The enzyme is called polyethylene terephthalate, or PET, and it’s used to make things like carpets and bottles for soda and water. This plastic pollutes the soil and the oceans. The scientists say it’s a first step toward recycling PET and other plastics into commercially valuable materials at industrial scale. They published their results March of 2018 in the Proceedings of the National Academy of Sciences. The researchers took advantage for this study of computational resources of XSEDE, the Extreme Science and Engineering Discovery Environment, funded by the National Science Foundation. They used the Stampede2 supercomputer at the Texas Advanced Computing Center, and they used the Comet supercomputer at the San Diego Supercomputer Center. These systems helped them simulate the interactions of the plastic-degrading enzyme with PET.

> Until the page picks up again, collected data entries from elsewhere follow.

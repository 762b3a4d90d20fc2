use log::info;

use crate::error::Result;
use crate::generators::{Generator, GeneratorKind, Step};
use crate::grids::wall_grid::WallGrid;

/// Sequences calls into a generator. Pacing is left to the caller: the
/// driver only ever advances when asked to.
pub struct StepDriver {
    generator: Box<dyn Generator>,
    steps_taken: usize,
    finished: bool,
}

impl StepDriver {
    pub fn new(generator: Box<dyn Generator>) -> Self {
        Self {
            generator,
            steps_taken: 0,
            finished: false,
        }
    }

    /// One unit of work. Keeps returning `Step::Done` after completion.
    pub fn step(&mut self) -> Result<Step> {
        if self.finished {
            return Ok(Step::Done);
        }

        let step = self.generator.step_generation()?;
        if step.is_done() {
            self.finished = true;
            let grid = self.generator.grid();
            info!(
                "{:?} finished a {}x{} maze: {} passages in {} steps",
                self.generator.kind(),
                grid.width(),
                grid.height(),
                grid.passages().len(),
                self.steps_taken
            );
        } else {
            self.steps_taken += 1;
        }

        Ok(step)
    }

    /// Steps until `Done`; returns the number of steps that did work.
    pub fn run_to_completion(&mut self) -> Result<usize> {
        let before = self.steps_taken;
        while !self.step()?.is_done() {}
        Ok(self.steps_taken - before)
    }

    /// At most `n` steps, stopping early at `Done`. Returns the number of
    /// steps that did work.
    pub fn run_for_n_steps(&mut self, n: usize) -> Result<usize> {
        let before = self.steps_taken;
        for _ in 0..n {
            if self.step()?.is_done() {
                break;
            }
        }
        Ok(self.steps_taken - before)
    }

    /// True once a step has reported `Done`.
    pub fn is_done(&self) -> bool {
        self.finished
    }

    pub fn steps_taken(&self) -> usize {
        self.steps_taken
    }

    pub fn kind(&self) -> GeneratorKind {
        self.generator.kind()
    }

    pub fn grid(&self) -> &WallGrid {
        self.generator.grid()
    }

    pub fn generator(&self) -> &dyn Generator {
        self.generator.as_ref()
    }
}
use log::debug;

use crate::driver::StepDriver;
use crate::error::{MazeError, Result};
use crate::generators::{Chooser, GeneratorKind, RngChooser};
use crate::grids::wall_grid::WallGrid;
use crate::grids::Dimensions;

const DEFAULT_DIMS: (usize, usize) = (15, 15);

/// Everything needed to start one maze run.
#[derive(Debug, Clone, Copy, PartialEq, Eq)]
pub struct MazeConfig {
    pub width: usize,
    pub height: usize,
    pub algorithm: GeneratorKind,
    /// `None` draws a seed from the OS.
    pub seed: Option<u64>,
}

impl Default for MazeConfig {
    fn default() -> Self {
        Self {
            width: DEFAULT_DIMS.0,
            height: DEFAULT_DIMS.1,
            algorithm: GeneratorKind::default(),
            seed: None,
        }
    }
}

impl MazeConfig {
    pub fn new(width: usize, height: usize) -> Self {
        Self {
            width,
            height,
            ..Self::default()
        }
    }

    pub fn with_algorithm(mut self, algorithm: GeneratorKind) -> Self {
        self.algorithm = algorithm;
        self
    }

    pub fn with_seed(mut self, seed: u64) -> Self {
        self.seed = Some(seed);
        self
    }

    pub fn validate(&self) -> Result<Dimensions> {
        if self.width == 0 || self.height == 0 {
            return Err(MazeError::InvalidDimensions {
                width: self.width,
                height: self.height,
            });
        }

        Ok(Dimensions {
            width: self.width,
            height: self.height,
        })
    }

    pub fn chooser(&self) -> Box<dyn Chooser> {
        match self.seed {
            Some(seed) => Box::new(RngChooser::seeded(seed)),
            None => Box::new(RngChooser::from_entropy()),
        }
    }

    /// Validates, builds a fresh grid and hands it to the chosen generator.
    pub fn build(&self) -> Result<StepDriver> {
        let dims = self.validate()?;
        let grid = WallGrid::with_dims(dims.width, dims.height)?;
        debug!(
            "building {:?} for a {}x{} grid, seed {:?}",
            self.algorithm, dims.width, dims.height, self.seed
        );

        Ok(StepDriver::new(self.algorithm.build(grid, self.chooser())))
    }
}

We used computer simulations to understand how a polymeric ligand like PET would be able to bind to the enzyme,” said study co-author Gregg Beckham, a Senior Research Fellow and Group Leader at the US National Renewable Energy Laboratory (NREL). “We also conducted experimental work to show that indeed, the PETase can break down water or soda bottles, industrially relevant PET films, and another plastic, polyethylene furanoate.”
A dump truck’s worth of plastic empties into the ocean every minute. Worldwide, humankind produces over 300 million tons of plastic each year, much of which is predicted to last centuries to millennia and pollutes both aquatic and terrestrial environments. PET plastic, short for polyethylene terephthalate, is the fourth most-produced plastic and is used to make things like beverage bottles and carpets, most of which are not being recycled. Some scientists are hoping to change that, using supercomputers to engineer an enzyme that breaks down PET. They say it’s a step on a long road toward recycling PET and other plastics into commercially valuable materials at industrial scale.
The study builds on the 2016 discovery of a bacterium that feeds on PET plastic as its source of carbon and energy. The PNAS study authors focused on the bacteria’s plastic-degrading enzyme, called PETase. Team members at the University of Portsmouth, led by Professor John McGeehan, used X-ray crystallography at the Diamond Light Source in the UK to solve the high resolution crystal structure of PETase.